[Opening Material provided section]
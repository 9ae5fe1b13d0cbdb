use std::sync::Arc;

use crate::animation::binder::Binder;
use crate::animation::binding::ChannelBinding;
use crate::animation::clip::AnimationClip;
use crate::scene::NodeTree;

/// A clip bound to the nodes of one model.
///
/// The clip itself is shared; bindings belong to the model instance.
#[derive(Debug, Clone)]
pub struct AnimationAction {
    clip: Arc<AnimationClip>,
    pub bindings: Vec<ChannelBinding>,
}

impl AnimationAction {
    #[must_use]
    pub fn new(clip: Arc<AnimationClip>, tree: &NodeTree) -> Self {
        let bindings = Binder::bind(tree, &clip);
        Self { clip, bindings }
    }

    #[must_use]
    pub fn clip(&self) -> &Arc<AnimationClip> {
        &self.clip
    }

    #[must_use]
    pub fn name(&self) -> &str {
        &self.clip.name
    }

    #[inline]
    #[must_use]
    pub fn period(&self) -> f32 {
        self.clip.period()
    }

    #[must_use]
    pub fn bound_count(&self) -> usize {
        self.bindings.iter().filter(|b| b.is_bound()).count()
    }

    /// Target names of channels that matched no node.
    pub fn unbound_channels(&self) -> impl Iterator<Item = &str> {
        self.bindings
            .iter()
            .filter(|b| !b.is_bound())
            .map(|b| self.clip.channels[b.channel_index].target_node_name.as_str())
    }

    /// Re-resolves the bindings, e.g. after the tree was rebuilt.
    pub fn rebind(&mut self, tree: &NodeTree) {
        self.bindings = Binder::bind(tree, &self.clip);
    }
}
use std::path::{Path, PathBuf};

use glam::{Mat4, Quat, Vec2, Vec3, Vec4};
use gltf::animation::util::ReadOutputs;
use rustc_hash::FxHashMap;

use crate::assets::options::ImportOptions;
use crate::assets::source::{
    ImportScene, SceneDecoder, SourceAnimation, SourceBone, SourceChannel, SourceKey, SourceMaterial, SourceMesh,
    SourceNode, SourceTexture, TextureKind,
};
use crate::errors::{Result, SkinError};
use crate::skinning::weights::VertexWeight;

/// Name given to the synthetic node above the glTF scene roots.
pub const GLTF_ROOT_NAME: &str = "gltf_root";

/// Decodes glTF 2.0 (`.gltf` + buffers, or `.glb`).
///
/// Key times are already seconds, so animations are emitted with one tick
/// per second.
///
/// glTF ignores the transform of a node instancing a skinned mesh. Such a
/// node is imported with an identity transform unless it has children, in
/// which case the transform is kept for them and a warning is logged.
#[derive(Debug, Clone, Copy, Default)]
pub struct GltfDecoder;

impl SceneDecoder for GltfDecoder {
    fn decode(&self, path: &Path, _options: &ImportOptions) -> Result<ImportScene> {
        let decode_err = |err: gltf::Error| SkinError::Decode {
            path: path.to_path_buf(),
            message: err.to_string(),
        };

        let gltf::Gltf { document, blob } = gltf::Gltf::open(path).map_err(decode_err)?;
        let buffers = gltf::import_buffers(&document, path.parent(), blob).map_err(decode_err)?;

        let builder = SceneBuilder {
            document: &document,
            buffers: &buffers,
        };
        builder.build()
    }
}

struct SceneBuilder<'a> {
    document: &'a gltf::Document,
    buffers: &'a [gltf::buffer::Data],
}

fn node_name(node: &gltf::Node) -> String {
    node.name()
        .map_or_else(|| format!("Node_{}", node.index()), str::to_string)
}

impl SceneBuilder<'_> {
    fn buffer(&self, buffer: &gltf::Buffer) -> Option<&[u8]> {
        self.buffers.get(buffer.index()).map(|data| data.0.as_slice())
    }

    fn build(&self) -> Result<ImportScene> {
        let mut root = SourceNode::new(GLTF_ROOT_NAME, Mat4::IDENTITY);
        let mut meshes = Vec::new();

        if let Some(scene) = self.document.default_scene().or_else(|| self.document.scenes().next()) {
            for node in scene.nodes() {
                root.children.push(self.build_node(&node, &mut meshes)?);
            }
        }

        let mut imported = ImportScene::new(root);
        imported.meshes = meshes;
        imported.materials = self.document.materials().map(|m| self.build_material(&m)).collect();
        imported.animations = self.document.animations().map(|a| self.build_animation(&a)).collect();

        log::debug!(
            "glTF decoded: {} meshes, {} materials, {} animations",
            imported.meshes.len(),
            imported.materials.len(),
            imported.animations.len()
        );
        Ok(imported)
    }

    fn build_node(&self, node: &gltf::Node, meshes: &mut Vec<SourceMesh>) -> Result<SourceNode> {
        let name = node_name(node);
        let mut transform = Mat4::from_cols_array_2d(&node.transform().matrix());
        if node.mesh().is_some() && node.skin().is_some() && transform != Mat4::IDENTITY {
            if node.children().next().is_none() {
                transform = Mat4::IDENTITY;
            } else {
                log::warn!("skinned node '{name}' has children, its transform also moves the mesh");
            }
        }
        let mut source = SourceNode::new(name, transform);

        // Skins belong to the instancing node, so each instance gets its own meshes
        if let Some(mesh) = node.mesh() {
            let bones = node.skin().map(|skin| self.skin_bones(&skin)).unwrap_or_default();

            for (i, primitive) in mesh.primitives().enumerate() {
                if primitive.mode() != gltf::mesh::Mode::Triangles {
                    log::warn!(
                        "mesh '{}' primitive {i}: mode {:?} is not supported, skipped",
                        mesh.name().unwrap_or_default(),
                        primitive.mode()
                    );
                    continue;
                }
                let mesh_name = match (mesh.name(), mesh.primitives().len()) {
                    (Some(n), 1) => n.to_string(),
                    (Some(n), _) => format!("{n}_{i}"),
                    (None, _) => format!("Mesh_{}_{i}", mesh.index()),
                };
                let source_mesh = self.build_primitive(mesh_name, &primitive, &bones)?;
                meshes.push(source_mesh);
                source.mesh_indices.push(meshes.len() - 1);
            }
        }

        for child in node.children() {
            source.children.push(self.build_node(&child, meshes)?);
        }
        Ok(source)
    }

    /// Bone names and offsets of a skin, in joint order.
    fn skin_bones(&self, skin: &gltf::Skin) -> Vec<(String, Mat4)> {
        let reader = skin.reader(|b| self.buffer(&b));
        let mut ibms: Vec<Mat4> = reader
            .read_inverse_bind_matrices()
            .map(|iter| iter.map(|m| Mat4::from_cols_array_2d(&m)).collect())
            .unwrap_or_default();

        let joints: Vec<_> = skin.joints().collect();
        ibms.resize(joints.len(), Mat4::IDENTITY);

        joints.iter().map(node_name).zip(ibms).collect()
    }

    fn build_primitive(&self, name: String, primitive: &gltf::Primitive, bones: &[(String, Mat4)]) -> Result<SourceMesh> {
        let reader = primitive.reader(|b| self.buffer(&b));

        let positions: Vec<Vec3> = reader
            .read_positions()
            .map(|iter| iter.map(Vec3::from_array).collect())
            .unwrap_or_default();
        let normals: Vec<Vec3> = reader
            .read_normals()
            .map(|iter| iter.map(Vec3::from_array).collect())
            .unwrap_or_default();
        let uvs: Vec<Vec2> = reader
            .read_tex_coords(0)
            .map(|tc| tc.into_f32().map(Vec2::from_array).collect())
            .unwrap_or_default();

        let indices: Vec<u32> = reader
            .read_indices()
            .map_or_else(|| (0..positions.len() as u32).collect(), |i| i.into_u32().collect());

        let mut mesh = SourceMesh::new(name)
            .with_vertices(positions, normals, uvs)
            .with_triangles(&indices);
        mesh.material_index = primitive.material().index();

        if bones.is_empty() {
            return Ok(mesh);
        }

        let mut weights: Vec<Vec<VertexWeight>> = vec![Vec::new(); bones.len()];
        if let (Some(joints), Some(joint_weights)) = (reader.read_joints(0), reader.read_weights(0)) {
            for (vertex, (j, w)) in joints.into_u16().zip(joint_weights.into_f32()).enumerate() {
                for slot in 0..4 {
                    if w[slot] <= 0.0 {
                        continue;
                    }
                    let joint = j[slot] as usize;
                    let Some(list) = weights.get_mut(joint) else {
                        return Err(SkinError::InvalidSource(format!(
                            "mesh '{}' vertex {vertex} references joint {joint}, skin has {}",
                            mesh.name,
                            bones.len()
                        )));
                    };
                    list.push(VertexWeight::new(vertex as u32, w[slot]));
                }
            }
        }

        mesh.bones = bones
            .iter()
            .zip(weights)
            .map(|((name, offset), weights)| SourceBone::new(name.clone(), *offset, weights))
            .collect();
        Ok(mesh)
    }

    fn build_material(&self, material: &gltf::Material) -> SourceMaterial {
        let pbr = material.pbr_metallic_roughness();
        let base = Vec4::from_array(pbr.base_color_factor());

        let mut source = SourceMaterial::new(
            material
                .name()
                .map_or_else(|| format!("Material_{}", material.index().unwrap_or_default()), str::to_string),
        );
        source.diffuse = base;
        source.opacity = base.w;
        source.emissive = Vec3::from_array(material.emissive_factor()).extend(1.0);
        source.shininess = (1.0 - pbr.roughness_factor()) * 128.0;
        source.reflectivity = pbr.metallic_factor();
        source.two_sided = material.double_sided();

        let mut add_texture = |kind: TextureKind, texture: gltf::Texture| {
            if let Some(path) = texture_uri(&texture) {
                source.textures.push(SourceTexture { kind, path });
            } else {
                log::debug!("material '{}': embedded {kind:?} texture ignored", material.name().unwrap_or_default());
            }
        };

        if let Some(info) = pbr.base_color_texture() {
            add_texture(TextureKind::Diffuse, info.texture());
        }
        if let Some(info) = material.emissive_texture() {
            add_texture(TextureKind::Emissive, info.texture());
        }
        if let Some(info) = material.normal_texture() {
            add_texture(TextureKind::Normals, info.texture());
            source.bump_scale = info.scale();
        }
        source
    }

    fn build_animation(&self, animation: &gltf::Animation) -> SourceAnimation {
        let name = animation
            .name()
            .map_or_else(|| format!("Animation_{}", animation.index()), str::to_string);

        // One channel per target node, in first-seen order
        let mut channels: Vec<SourceChannel> = Vec::new();
        let mut by_node: FxHashMap<usize, usize> = FxHashMap::default();
        let mut duration = 0.0_f64;

        for channel in animation.channels() {
            let target = channel.target();
            let node = target.node();
            let reader = channel.reader(|b| self.buffer(&b));

            let Some(inputs) = reader.read_inputs() else {
                continue;
            };
            let times: Vec<f64> = inputs.map(f64::from).collect();
            duration = times.iter().copied().fold(duration, f64::max);

            let cubic = channel.sampler().interpolation() == gltf::animation::Interpolation::CubicSpline;
            let slot = *by_node.entry(node.index()).or_insert_with(|| {
                channels.push(SourceChannel::new(node_name(&node)));
                channels.len() - 1
            });
            let out = &mut channels[slot];

            match reader.read_outputs() {
                Some(ReadOutputs::Translations(iter)) => {
                    out.position_keys = keyframes(&times, keyframe_values(iter.map(Vec3::from_array), cubic));
                }
                Some(ReadOutputs::Rotations(iter)) => {
                    out.rotation_keys = keyframes(&times, keyframe_values(iter.into_f32().map(Quat::from_array), cubic));
                }
                Some(ReadOutputs::Scales(iter)) => {
                    out.scaling_keys = keyframes(&times, keyframe_values(iter.map(Vec3::from_array), cubic));
                }
                Some(ReadOutputs::MorphTargetWeights(_)) => {
                    log::debug!("animation '{name}': morph target weights skipped");
                }
                None => {}
            }
        }

        let mut source = SourceAnimation::new(name, duration, 1.0);
        source.channels = channels;
        source
    }
}

/// Cubic-spline outputs come as `[in tangent, value, out tangent]` triples;
/// only the values are kept.
fn keyframe_values<T>(values: impl Iterator<Item = T>, cubic: bool) -> Vec<T> {
    if cubic {
        values.skip(1).step_by(3).collect()
    } else {
        values.collect()
    }
}

fn keyframes<T: Copy>(times: &[f64], values: Vec<T>) -> Vec<SourceKey<T>> {
    times
        .iter()
        .zip(values)
        .map(|(&time, value)| SourceKey::new(time, value))
        .collect()
}

fn texture_uri(texture: &gltf::Texture) -> Option<PathBuf> {
    match texture.source().source() {
        gltf::image::Source::Uri { uri, .. } if !uri.starts_with("data:") => Some(PathBuf::from(uri)),
        _ => None,
    }
}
[Closing Material provided section]
## Your assignment
In the data above, which lines lie between the line with "fn decode(&self, path: &Path, _options: &ImportOptions)" and the line with "let builder = SceneBuilder", inclusive? Print those lines exactly and nothing else.

## Reply
    fn decode(&self, path: &Path, _options: &ImportOptions) -> Result<ImportScene> {
        let decode_err = |err: gltf::Error| SkinError::Decode {
            path: path.to_path_buf(),
            message: err.to_string(),
        };

        let gltf::Gltf { document, blob } = gltf::Gltf::open(path).map_err(decode_err)?;
        let buffers = gltf::import_buffers(&document, path.parent(), blob).map_err(decode_err)?;

        let builder = SceneBuilder {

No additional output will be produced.